What happens at sea when you are cold, tired, have no water or food and cannot swim
‘Migrant’ boats in the Mediterranean: Order of Malta eye witnesses describe the desperate conditions
Rome, 12 February 2016
Mauro Casignini, Director, Order of Malta’s Italian Emergency Corps, addresses Migration Press Conference
‘We think of the sea as beautiful. But now so often it is an instrument of death,’ the director of the Order of Malta’s Italian Emergency Service* (CISOM), Mauro Casignini, told a press conference in Rome today. ‘What we know is that traffickers are waiting on the Libyan coasts. Desperate migrants give them a slip of paper. It says they’ve paid their passage to Lampedusa. That’s where the trafficker’s deal ends.

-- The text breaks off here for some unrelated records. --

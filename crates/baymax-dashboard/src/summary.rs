//! Patient summary fetch

use crate::{Dashboard, DashboardState, Ticket};
use baymax_diagnostics::{BaymaxError, Operation, Result};
use baymax_model::SummaryPanel;
use parking_lot::Mutex;
use std::sync::Arc;

/// Panel text when the summary cannot be fetched
pub const SUMMARY_LOAD_FAILED: &str = "Failed to load summary.";

/// Clears the in-flight marker if the fetch future is dropped early
struct InFlight {
    state: Arc<Mutex<DashboardState>>,
    epoch: u64,
}

impl Drop for InFlight {
    fn drop(&mut self) {
        let mut state = self.state.lock();
        if state.summary_in_flight == Some(self.epoch) {
            state.summary_in_flight = None;
        }
    }
}

impl Dashboard {
    /// Fetch the clinical summary of the selected patient.
    ///
    /// A failed fetch yields [`SummaryPanel::Failed`]; it is not retried.
    /// A second call while the fetch for the same selection is outstanding
    /// is rejected, and a response that arrives after the selection changed
    /// is discarded.
    pub async fn refresh_summary(&self) -> Result<SummaryPanel> {
        let (ticket, _in_flight) = {
            let mut state = self.state.lock();
            let ticket = state.ticket().ok_or(BaymaxError::NoPatientSelected)?;
            if state.summary_in_flight == Some(ticket.epoch) {
                return Err(BaymaxError::Busy(Operation::SummaryFetch));
            }
            state.summary_in_flight = Some(ticket.epoch);
            state.summary = SummaryPanel::Loading;
            let guard = InFlight {
                state: Arc::clone(&self.state),
                epoch: ticket.epoch,
            };
            (ticket, guard)
        };

        let panel = match self.api.fetch_summary(&ticket.patient_id).await {
            Ok(summary) => SummaryPanel::Ready(summary),
            Err(e) => {
                let err = BaymaxError::summary(SUMMARY_LOAD_FAILED).with_context(e.to_string());
                log::warn!("{err} ({}): {e}", ticket.patient_id);
                SummaryPanel::Failed {
                    error: SUMMARY_LOAD_FAILED.to_string(),
                }
            }
        };

        self.apply_summary(&ticket, panel)
    }

    fn apply_summary(&self, ticket: &Ticket, panel: SummaryPanel) -> Result<SummaryPanel> {
        let mut state = self.state.lock();
        if !state.is_current(ticket) {
            log::debug!("discarding stale summary for {}", ticket.patient_id);
            return Err(BaymaxError::Superseded {
                patient_id: ticket.patient_id.clone(),
            });
        }
        state.summary = panel.clone();
        Ok(panel)
    }
}
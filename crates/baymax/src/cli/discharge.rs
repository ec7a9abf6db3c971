//! Discharge command

use super::config::CommandContext;
use super::patients::open_patient;
use super::{output, view};
use anyhow::Result;

/// Evaluate discharge eligibility of a patient
pub async fn evaluate(ctx: CommandContext, patient: Option<String>) -> Result<()> {
    let dashboard = ctx.connection.connect()?;
    open_patient(&dashboard, patient.as_deref()).await?;

    let status = dashboard.evaluate_discharge().await?;
    if status.is_failure() {
        eprintln!("{}", output::format_warning("The discharge service did not answer"));
    }

    output::print_result(
        &serde_json::to_value(&status)?,
        &view::discharge(&status),
        ctx.output_format,
        ctx.output_file.as_deref(),
    )
}
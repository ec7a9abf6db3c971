//! Baymax diagnostics and error handling
//!
//! This crate provides the error handling infrastructure shared by the
//! dashboard crates: structured error codes, the user-facing error taxonomy,
//! and the set of long-running operations that errors refer to.

mod error;
mod error_code;
mod operation;

pub use error::*;
pub use error_code::*;
pub use operation::*;

/// Result type for Baymax operations
pub type Result<T> = std::result::Result<T, BaymaxError>;
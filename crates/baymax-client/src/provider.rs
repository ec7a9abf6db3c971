//! Clinical API trait

use crate::{Endpoint, PatientUpload};
use async_trait::async_trait;
use baymax_model::{
    AiSummaryResponse, ClinicalSummary, DischargeStatus, DrugOrderRequest, FallbackOrderResponse,
    PatientDirectory, PrimaryOrderResponse,
};

/// Remote clinical API consumed by the dashboard.
///
/// Each method is one request/response round trip. Implementations never
/// retry; retry policy belongs to the caller.
#[async_trait]
pub trait ClinicalApi: Send + Sync {
    /// List the record files known to the backend
    async fn list_patient_files(&self) -> Result<PatientDirectory, ApiError>;

    /// Upload a new patient record
    async fn upload_patient_file(&self, upload: &PatientUpload) -> Result<(), ApiError>;

    /// Fetch the structured clinical summary of one patient
    async fn fetch_summary(&self, patient_id: &str) -> Result<ClinicalSummary, ApiError>;

    /// Submit a drug order to the primary safety-assessment route
    async fn submit_drug_order(
        &self,
        order: &DrugOrderRequest,
    ) -> Result<PrimaryOrderResponse, ApiError>;

    /// Submit a drug order to the legacy interaction-match route
    async fn match_interactions(
        &self,
        order: &DrugOrderRequest,
    ) -> Result<FallbackOrderResponse, ApiError>;

    /// Evaluate discharge eligibility
    async fn evaluate_discharge(&self, patient_id: &str) -> Result<DischargeStatus, ApiError>;

    /// Generate the AI summary
    async fn generate_ai_summary(&self, patient_id: &str) -> Result<AiSummaryResponse, ApiError>;
}

/// Clinical API error
#[derive(Debug, Clone, thiserror::Error)]
pub enum ApiError {
    #[error("Network error on {endpoint}: {message}")]
    Transport { endpoint: Endpoint, message: String },

    #[error("HTTP error! Status: {status} ({endpoint})")]
    Status { endpoint: Endpoint, status: u16 },

    #[error("Invalid JSON response from {endpoint}: {message}")]
    Decode { endpoint: Endpoint, message: String },

    #[error("Invalid upload: {0}")]
    InvalidUpload(String),

    #[error("Configuration error: {0}")]
    Config(String),
}

impl ApiError {
    /// Endpoint the failure happened on, if it reached the network layer
    pub fn endpoint(&self) -> Option<Endpoint> {
        match self {
            ApiError::Transport { endpoint, .. }
            | ApiError::Status { endpoint, .. }
            | ApiError::Decode { endpoint, .. } => Some(*endpoint),
            ApiError::InvalidUpload(_) | ApiError::Config(_) => None,
        }
    }

    pub fn status(&self) -> Option<u16> {
        match self {
            ApiError::Status { status, .. } => Some(*status),
            _ => None,
        }
    }
}
//! Upload command

use super::config::CommandContext;
use super::patients::records_json;
use super::{output, view};
use anyhow::{Context, Result};
use std::path::PathBuf;

/// Upload a patient record and list the directory with it first
pub async fn upload(ctx: CommandContext, file: PathBuf) -> Result<()> {
    let dashboard = ctx.connection.connect()?;
    let records = dashboard
        .upload_patient_file(&file)
        .await
        .with_context(|| format!("Failed to upload {}", file.display()))?;

    eprintln!("{}", output::format_success("File uploaded successfully."));
    let selected = dashboard.snapshot().selected;
    output::print_result(
        &records_json(&records),
        &view::patients(&records, selected.as_deref()),
        ctx.output_format,
        ctx.output_file.as_deref(),
    )
}
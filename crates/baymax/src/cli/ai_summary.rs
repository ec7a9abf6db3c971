//! AI summary command

use super::config::CommandContext;
use super::patients::open_patient;
use super::{output, view};
use anyhow::Result;

/// Generate the AI summary of a patient
pub async fn generate(ctx: CommandContext, patient: Option<String>) -> Result<()> {
    let dashboard = ctx.connection.connect()?;
    open_patient(&dashboard, patient.as_deref()).await?;

    let summary = dashboard.request_ai_summary().await?;

    output::print_result(
        &serde_json::to_value(&summary)?,
        &view::ai_summary(&summary),
        ctx.output_format,
        ctx.output_file.as_deref(),
    )
}
// Copyright (c) 2025 Soumyadip Sarkar.
// All rights reserved.
//
// This source code is licensed under the license found in the
// LICENSE file in the root directory of this source tree.

use anyhow::{Result, anyhow};
use rusqlite::Connection;

use crate::report::LabelLocale;
use crate::report::format::MoneyFormat;
use crate::utils::{get_setting, set_setting};

pub const KEYS: &[&str] = &[
    "backend_url",
    "api_key",
    "access_token",
    "professional_id",
    "currency",
    "label_locale",
];

const SECRET_KEYS: &[&str] = &["api_key", "access_token"];

fn env_override(key: &str) -> Option<String> {
    let var = match key {
        "backend_url" => "CLINICDESK_BACKEND_URL",
        "api_key" => "CLINICDESK_API_KEY",
        "access_token" => "CLINICDESK_ACCESS_TOKEN",
        _ => return None,
    };
    std::env::var(var).ok().filter(|v| !v.trim().is_empty())
}

#[derive(Debug, Clone, PartialEq, Eq)]
pub struct RemoteConfig {
    pub url: String,
    pub api_key: String,
    pub access_token: Option<String>,
}

#[derive(Debug, Clone, PartialEq, Eq)]
pub enum BackendConfig {
    /// Transactions live in the local SQLite database.
    Local,
    Remote(RemoteConfig),
}

#[derive(Debug, Clone)]
pub struct AppConfig {
    pub backend: BackendConfig,
    pub professional_id: Option<String>,
    pub money: MoneyFormat,
    pub label_locale: LabelLocale,
}

impl Default for AppConfig {
    fn default() -> Self {
        AppConfig {
            backend: BackendConfig::Local,
            professional_id: None,
            money: MoneyFormat::brl(),
            label_locale: LabelLocale::PtBr,
        }
    }
}

impl AppConfig {
    /// Settings table first, then environment overrides for the backend.
    pub fn load(conn: &Connection) -> Result<Self> {
        let get = |key: &str| -> Result<Option<String>> {
            Ok(env_override(key).or(get_setting(conn, key)?))
        };

        let backend = match get("backend_url")? {
            Some(url) => {
                let api_key = get("api_key")?.ok_or_else(|| {
                    anyhow!("backend_url is set but api_key is missing (config set api_key ...)")
                })?;
                BackendConfig::Remote(RemoteConfig {
                    url: url.trim_end_matches('/').to_string(),
                    api_key,
                    access_token: get("access_token")?,
                })
            }
            None => BackendConfig::Local,
        };

        let money = match get("currency")? {
            Some(code) => MoneyFormat::for_code(&code)
                .ok_or_else(|| anyhow!("Unsupported currency '{}' (use BRL|USD)", code))?,
            None => MoneyFormat::brl(),
        };
        let label_locale = match get("label_locale")? {
            Some(l) => LabelLocale::parse(&l)
                .ok_or_else(|| anyhow!("Unsupported label locale '{}' (use pt-BR|en)", l))?,
            None => LabelLocale::PtBr,
        };

        Ok(AppConfig {
            backend,
            professional_id: get("professional_id")?,
            money,
            label_locale,
        })
    }
}

/// Validates and stores a setting.
pub fn set(conn: &Connection, key: &str, value: &str) -> Result<()> {
    let value = value.trim();
    match key {
        "currency" => {
            MoneyFormat::for_code(value)
                .ok_or_else(|| anyhow!("Unsupported currency '{}' (use BRL|USD)", value))?;
            set_setting(conn, key, &value.to_ascii_uppercase())
        }
        "label_locale" => {
            let l = LabelLocale::parse(value)
                .ok_or_else(|| anyhow!("Unsupported label locale '{}' (use pt-BR|en)", value))?;
            set_setting(conn, key, l.as_str())
        }
        "backend_url" => {
            if !(value.starts_with("http://") || value.starts_with("https://")) {
                return Err(anyhow!("backend_url must start with http:// or https://"));
            }
            set_setting(conn, key, value)
        }
        k if KEYS.contains(&k) => set_setting(conn, key, value),
        other => Err(anyhow!(
            "Unknown setting '{}' (use one of: {})",
            other,
            KEYS.join(", ")
        )),
    }
}

/// Key/value pairs for display, secrets masked.
pub fn show(conn: &Connection) -> Result<Vec<(String, String)>> {
    let mut out = Vec::new();
    for key in KEYS {
        let value = env_override(key).or(get_setting(conn, key)?);
        let shown = match value {
            Some(v) if SECRET_KEYS.contains(key) => mask(&v),
            Some(v) => v,
            None => String::new(),
        };
        out.push((key.to_string(), shown));
    }
    Ok(out)
}

fn mask(secret: &str) -> String {
    let tail: String = secret
        .chars()
        .rev()
        .take(4)
        .collect::<Vec<_>>()
        .into_iter()
        .rev()
        .collect();
    format!("****{}", tail)
}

He doesn’t care what happens next.’
What happens next is that boats are loaded – often overloaded – with migrants. In the bottom of the boats, in the middle, are stored petrol containers. The journey is overnight. Ringed around the containers are the women and children. The men sit on the outside. As the voyage progresses, those nearest the containers ingest the petrol fumes. The results can be serious skin burns, the vapours can cause asphyxiation. The effects are worse for children and can be fatal. In addition, the migrants arrive at the boats wearing light clothing. They do not know that the sea at night is very cold. They have no food and no water. They cannot swim. Those who survive the 180 k from Libya to Italian waters may be shipwrecked.

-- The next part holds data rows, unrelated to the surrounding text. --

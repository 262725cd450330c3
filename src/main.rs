// Copyright (c) 2025 Soumyadip Sarkar.
// All rights reserved.
//
// This source code is licensed under the license found in the
// LICENSE file in the root directory of this source tree.

use anyhow::Result;

use clinicdesk::session::Session;
use clinicdesk::{cli, commands, db, utils};

fn main() -> Result<()> {
    utils::init_tracing();
    let cli = cli::build_cli();
    let matches = cli.get_matches();

    let conn = db::open_or_init()?;

    // settings must stay editable even when the stored backend is broken
    if let Some(("config", sub)) = matches.subcommand() {
        commands::config::handle(&conn, sub)?;
        return Ok(());
    }

    let session = Session::open(conn)?;
    match matches.subcommand() {
        Some(("init", _)) => {
            println!("Database initialized at {}", db::db_path()?.display());
        }
        Some(("tx", sub)) => commands::transactions::handle(&session, sub)?,
        Some(("report", sub)) => commands::reports::handle(&session, sub)?,
        Some(("status", sub)) => commands::status::handle(sub)?,
        Some(("doctor", _)) => commands::doctor::handle(&session)?,
        _ => {
            cli::build_cli().print_help()?;
            println!();
        }
    }
    session.close()
}
// Copyright (c) 2025 Soumyadip Sarkar.
// All rights reserved.
//
// This source code is licensed under the license found in the
// LICENSE file in the root directory of this source tree.

use std::sync::Once;
use std::time::Duration;

use anyhow::{Context, Result};
use chrono::NaiveDate;
use comfy_table::{presets::UTF8_FULL, Cell, CellAlignment, ContentArrangement, Table};
use rusqlite::{params, Connection, OptionalExtension};
use rust_decimal::Decimal;

const UA: &str = concat!(
    "clinicdesk/",
    env!("CARGO_PKG_VERSION"),
    " (+https://github.com/alphavelocity/clinicdesk)"
);

static TRACING_INIT: Once = Once::new();

/// Logs go to stderr so `--json` output on stdout stays clean.
pub fn init_tracing() {
    TRACING_INIT.call_once(|| {
        use tracing_subscriber::{fmt, EnvFilter};

        let filter = EnvFilter::try_from_default_env()
            .unwrap_or_else(|_| EnvFilter::new("clinicdesk=warn"));
        fmt()
            .with_env_filter(filter)
            .with_writer(std::io::stderr)
            .with_target(false)
            .init();
    });
}

pub fn http_client() -> Result<reqwest::blocking::Client> {
    reqwest::blocking::Client::builder()
        .connect_timeout(Duration::from_secs(5))
        .timeout(Duration::from_secs(15))
        .user_agent(UA)
        .build()
        .context("Could not build HTTP client")
}

pub fn parse_date(s: &str) -> Result<NaiveDate> {
    NaiveDate::parse_from_str(s.trim(), "%Y-%m-%d")
        .with_context(|| format!("Invalid date '{}', expected YYYY-MM-DD", s))
}

pub fn parse_decimal(s: &str) -> Result<Decimal> {
    s.trim()
        .replace(',', ".")
        .parse::<Decimal>()
        .with_context(|| format!("Invalid decimal '{}'", s))
}

/// Table with amount-looking cells right aligned.
pub fn pretty_table(headers: &[&str], rows: Vec<Vec<String>>) -> Table {
    let mut t = Table::new();
    t.load_preset(UTF8_FULL)
        .set_content_arrangement(ContentArrangement::Dynamic)
        .set_header(headers.iter().map(|h| Cell::new(*h)));
    for r in rows {
        t.add_row(r.into_iter().map(|v| {
            let cell = Cell::new(&v);
            if looks_like_amount(&v) {
                cell.set_alignment(CellAlignment::Right)
            } else {
                cell
            }
        }));
    }
    t
}

fn looks_like_amount(v: &str) -> bool {
    let v = v.trim_start_matches(['+', '-']);
    (v.starts_with("R$") || v.starts_with('$') || v.ends_with('%'))
        && v.chars().any(|c| c.is_ascii_digit())
}

pub fn get_setting(conn: &Connection, key: &str) -> Result<Option<String>> {
    let v: Option<String> = conn
        .query_row(
            "SELECT value FROM settings WHERE key=?1",
            params![key],
            |r| r.get(0),
        )
        .optional()?;
    Ok(v)
}

pub fn set_setting(conn: &Connection, key: &str, value: &str) -> Result<()> {
    conn.execute(
        "INSERT INTO settings(key, value) VALUES(?1, ?2)
         ON CONFLICT(key) DO UPDATE SET value=excluded.value",
        params![key, value],
    )?;
    Ok(())
}

/// Prints `v` as JSON when the subcommand got `--json` (pretty) or
/// `--jsonl` (one line per array element). Returns whether it printed.
pub fn maybe_print_json<T: serde::Serialize>(sub: &clap::ArgMatches, v: &T) -> Result<bool> {
    let flag = |id: &str| {
        sub.try_get_one::<bool>(id)
            .ok()
            .flatten()
            .copied()
            .unwrap_or(false)
    };
    if flag("json") {
        println!("{}", serde_json::to_string_pretty(v)?);
        return Ok(true);
    }
    if !flag("jsonl") {
        return Ok(false);
    }
    match serde_json::to_value(v)? {
        serde_json::Value::Array(items) => {
            for item in items {
                println!("{}", serde_json::to_string(&item)?);
            }
        }
        single => println!("{}", serde_json::to_string(&single)?),
    }
    Ok(true)
}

Nurse Jean de dieu Bihizi describes the hazards of the sea journey
For the rescuers, it’s a race against time
The sea can change its mood in minutes, the boats can founder on unseen rocks. It takes only five minutes for a craft to sink. Those thrown clear into the freezing waters may or may not have life jackets. ‘We have about seven minutes to rescue them,’ says Dr Giada Bellanca, one of CISOM’s 2800 medical volunteers. ‘It’s easier if they don’t have lifejackets as those are mostly not real ones and they hinder us when trying to pull survivors from the water.’ Nurse Jean de dieu Bihizi adds: ‘Often these people haven’t eaten for days. They are not strong enough to undertake such a journey. Many suffer from hypothermia. Many die. This week, two small children we treated had temperatures at 30 degrees. No signs of life. We put them in warm water and gradually they recovered. It is always a race against time.’
Resuce in the Aegean – a child is saved off the coast of Lesbos
Aid extended to the Aegean
CISOM has extended its aid to the Aegean Sea, (Aegean SAR Operation), working on board a Migrant Offshore Aid Station** (MOAS) ship, in close cooperation with the Greek Coastguards and local authorities. This is a shorter distance but no safer than the Strait of Sicily. The teams on board the Responder vessel – equipped for rescue at sea – have been operative since Christmas Eve. Last Monday morning they saved the lives of 59 migrants, including 6 children, off the coast of the island of Lesbos.
* Since 2008, the Order of Malta’s Italian Relief Corps has been providing medical aid on board the Italian Coastguard and Customs Officers vessels and, since the Mare Nostrum mission with the Italian Navy, guaranteeing prompt and effective interventions in the Strait of Sicily. During these seven years, its doctors and nurses have developed specific skills for providing aid at sea, even in extreme weather conditions. The Order of Malta’s teams have assisted over 40,000 refugees and migrants.
**The Migrant Offshore Aid Station (MOAS) is a humanitarian organisation specialised in search and rescue at sea for refugees and migrants, started by entrepreneurs Christopher and Regina Catrambone. Since its first operation in 2014, MOAS has rescued 11,685 people in the central Mediterranean. The organisation has operated on board the Phoenix, a 40-metre boat equipped with two rubber dinghies, two Schiebel camcopter drones and a team of professional rescuers, doctors and paramedics. Since December 2015, MOAS has been operating in the Aegean Sea on board the Responder, a second ship, 51-meters, with two high-speed rescue vessels on board.